The other player with a plus score at this point is Peter Svidler. Although he is currently a half point ahead of Anand, the most likely result for Svidler at this point is to manage an even score over the last ten rounds and to finish at +2, which is why Anand is still considered statistically more likely than Svidler to win the tournament. Before the tournament started, my Chessmetrics ratings identified Anand, Topalov, and Svidler as the three players most likely to win the tournament, and that still appears to be the case. The FIDE July rating list did have Leko 25 points above Svidler, but I explained in my pre-tournament preview why I thought Svidler was indeed more likely than Leko to win the tournament. Even after defeating Judit Polgar in the fourth round, Leko nevertheless has barely a 1% chance to win the tournament at this point, wheras Svidler has almost a 20% chance.

The Chessmetrics chances at the start of the event

In my pre-tournament article, I also predicted that fewer than half of the games would be drawn, which was perhaps a surprise, considering how often the elite tournaments are full of draws. However, the presence of Topalov, Judit Polgar, Alexander Morozevich, and Rustam Kasimdzhanov (all of whom play unusually many decisive games) suggested that we would see relatively few draws. And that has surely proven to be true so far, with only six draws out of the first sixteen games. Incredibly, everyone has already played at least two decisive games, after only four rounds!

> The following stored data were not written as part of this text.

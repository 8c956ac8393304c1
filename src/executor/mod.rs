//! Spec execution and memory image serialization.
//!
//! [`Executor`] is the public entry point of the crate: construct one over a
//! spec (in memory or memory-mapped from a file), call
//! [`execute`](Executor::execute) once, then read the constructed regions and
//! serialize the image header and pointer table for upload.
//!
//! # Examples
//!
//! ```rust,no_run
//! use dsexec::Executor;
//!
//! let mut executor = Executor::from_file("spec.bin", 1024 * 1024)?;
//! executor.execute()?;
//!
//! let mut image = Vec::new();
//! executor.append_header(&mut image);
//! executor.append_pointer_table(&mut image, Some(0x6000_0000));
//! # Ok::<(), dsexec::Error>(())
//! ```

mod functions;

use std::path::Path;

use crate::{
    constants::{APPDATA_MAGIC_NUM, APP_PTR_TABLE_BYTE_SIZE, DSE_VERSION, MAX_MEM_REGIONS},
    executor::functions::Functions,
    file::SpecSource,
    region::{MemoryRegion, MemoryRegionCollection},
    Result,
};

/// Executes a data specification against a fixed amount of target memory.
///
/// The executor is single-shot: one spec, executed once, synchronously, to
/// completion or to the first fatal error. A failed execution produces no
/// usable output. Independent executors are fully isolated and may run on
/// separate threads.
pub struct Executor {
    source: SpecSource,
    memory_space: u32,
    regions: MemoryRegionCollection,
}

impl Executor {
    /// An executor over an in-memory spec, with `memory_space` bytes of
    /// target memory available for reservations. Nothing executes until
    /// [`execute`](Self::execute) is called.
    #[must_use]
    pub fn new(spec: Vec<u8>, memory_space: u32) -> Self {
        Executor {
            source: SpecSource::from_bytes(spec),
            memory_space,
            regions: MemoryRegionCollection::new(),
        }
    }

    /// An executor over a spec file, memory-mapped rather than read into a
    /// buffer.
    ///
    /// # Errors
    /// Returns [`crate::Error::FileError`] if the file cannot be opened or
    /// mapped.
    pub fn from_file<P: AsRef<Path>>(path: P, memory_space: u32) -> Result<Self> {
        Ok(Executor {
            source: SpecSource::from_file(path.as_ref())?,
            memory_space,
            regions: MemoryRegionCollection::new(),
        })
    }

    /// Run the spec to its END_SPEC instruction.
    ///
    /// # Errors
    /// Any decoding or semantic failure aborts execution; see
    /// [`crate::Error`] for the taxonomy. There is no partial-success mode:
    /// after an error the constructed regions must not be used.
    pub fn execute(&mut self) -> Result<()> {
        let mut vm = Functions::new(self.source.data(), self.memory_space);
        vm.run()?;
        self.regions = vm.finish();
        Ok(())
    }

    /// The region at `index`, if that slot was populated by the spec.
    #[must_use]
    pub fn get_region(&self, index: usize) -> Option<&MemoryRegion> {
        self.regions.get(index)
    }

    /// Populated region slots in index order.
    pub fn regions(&self) -> impl Iterator<Item = &MemoryRegion> {
        self.regions.iter()
    }

    /// Slot indexes of regions reserved with the referenceable flag.
    #[must_use]
    pub fn referenceable_regions(&self) -> Vec<u8> {
        self.regions
            .iter()
            .filter_map(MemoryRegion::as_real)
            .filter(|region| region.reference().is_some())
            .map(crate::region::MemoryRegionReal::index)
            .collect()
    }

    /// Slot indexes declared as references, whose pointers must be filled in
    /// after execution.
    #[must_use]
    pub fn regions_to_fill(&self) -> Vec<u8> {
        self.regions
            .iter()
            .filter(|region| matches!(region, MemoryRegion::Reference(_)))
            .map(MemoryRegion::index)
            .collect()
    }

    /// Total bytes reserved by the spec, unfilled regions included. The
    /// header and pointer table are not counted.
    #[must_use]
    pub fn total_space_allocated(&self) -> u64 {
        self.regions.total_allocated()
    }

    /// Total bytes the host must transfer to the target: the allocated sizes
    /// of regions that received content. Unfilled regions and regions whose
    /// cursor never moved reserve address space only.
    #[must_use]
    pub fn total_bytes_to_write(&self) -> u64 {
        self.regions.bytes_to_write()
    }

    /// Size of the complete constructed image: header, pointer table, and
    /// every reserved region.
    #[must_use]
    pub fn get_constructed_data_size(&self) -> u64 {
        APP_PTR_TABLE_BYTE_SIZE as u64 + self.regions.total_allocated()
    }

    /// Append the image header: the magic number, then the format version.
    pub fn append_header(&self, out: &mut Vec<u8>) {
        out.extend_from_slice(&APPDATA_MAGIC_NUM.to_le_bytes());
        out.extend_from_slice(&DSE_VERSION.to_le_bytes());
    }

    /// Append the pointer table: one start-address word per region slot.
    ///
    /// A populated slot's entry is the offset of its region within the image
    /// (regions are packed after the header and table in index order), plus
    /// `base` when the image's target address is known. Empty slots and
    /// reference slots get a zero entry.
    #[allow(clippy::cast_possible_truncation)]
    pub fn append_pointer_table(&self, out: &mut Vec<u8>, base: Option<u32>) {
        let base = u64::from(base.unwrap_or(0));
        // Offsets accumulate in 64 bits; region sizes near the 4 GiB budget
        // ceiling can carry the running sum past what one entry word holds
        let mut offset = APP_PTR_TABLE_BYTE_SIZE as u64;
        for index in 0..MAX_MEM_REGIONS {
            let entry = match self.regions.get(index).and_then(MemoryRegion::as_real) {
                Some(region) => {
                    let pointer = base.wrapping_add(offset) as u32;
                    offset += region.size() as u64;
                    pointer
                }
                None => 0,
            };
            out.extend_from_slice(&entry.to_le_bytes());
        }
    }

    /// Release the spec source. Constructed regions survive; calling this
    /// more than once is harmless.
    pub fn close(&mut self) {
        self.source.close();
    }
}

#[cfg(test)]
mod tests {
    use super::*;
    use crate::{
        constants::{APP_PTR_TABLE_HEADER_SIZE, APP_PTR_TABLE_SIZE},
        file::io::read_le_at,
    };

    #[test]
    fn test_header_layout() {
        let executor = Executor::new(Vec::new(), 0);
        let mut out = Vec::new();
        executor.append_header(&mut out);

        assert_eq!(out.len(), APP_PTR_TABLE_HEADER_SIZE);
        let mut offset = 0;
        assert_eq!(read_le_at::<u32>(&out, &mut offset).unwrap(), 0xAD13_0AD6);
        assert_eq!(read_le_at::<u32>(&out, &mut offset).unwrap(), 0x0001_0000);
    }

    #[test]
    fn test_empty_pointer_table() {
        let executor = Executor::new(Vec::new(), 0);
        let mut out = Vec::new();
        executor.append_pointer_table(&mut out, None);

        assert_eq!(out.len(), APP_PTR_TABLE_SIZE);
        assert!(out.iter().all(|&byte| byte == 0));
    }
}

In addition to satisfying the bloodthirsty fans around the world, this also makes a rapid tiebreak quite unlikely. Because there will be a lot of variability in the head-to-head results as well as in the total number of wins for each player, the tiebreaker criteria (provided for in the rules) will probably resolve any shared first places without resorting to rapid or blitz games. There is still only one chance in forty that rapid tiebreaks will be required in order to determine the champion, another fact that should please chess fans everywhere.

The new favourite in San Luis: Bulgarian champion Veselin Topalov

I also noticed one other interesting thing when investigating the potential tiebreakers. If Anand does manage to draw even with the leaders and share first place, then he once again turns into the favorite, for several reasons. Topalov has three wins already, but none of those three opponents (Leko, Morozevich, and Michael Adams) is likely to finish with a share of first place. And the same thing is true for Anand’s loss to Kasimdzhanov, and Svidler’s wins over Leko and Morozevich. So nobody has an early edge in the head-to-head tiebreaker, and if Anand catches up then it may be via wins against the leaders. Finally, if it does come down to rapid games, then Anand is king. According to Stefan Fischl’s unofficial rapid ratings, Anand is more than 100 points stronger in rapid chess than either Topalov or Svidler, and at least 60 points stronger than anyone else in the tournament field.

So far it’s been a great show, and everyone still has chances to contend. After the end of the eighth round (the next rest day) I will return with another statistical update, and we will see what the numbers look like at that point. If the next four rounds are anything like the first four rounds, it should be a great week of chess!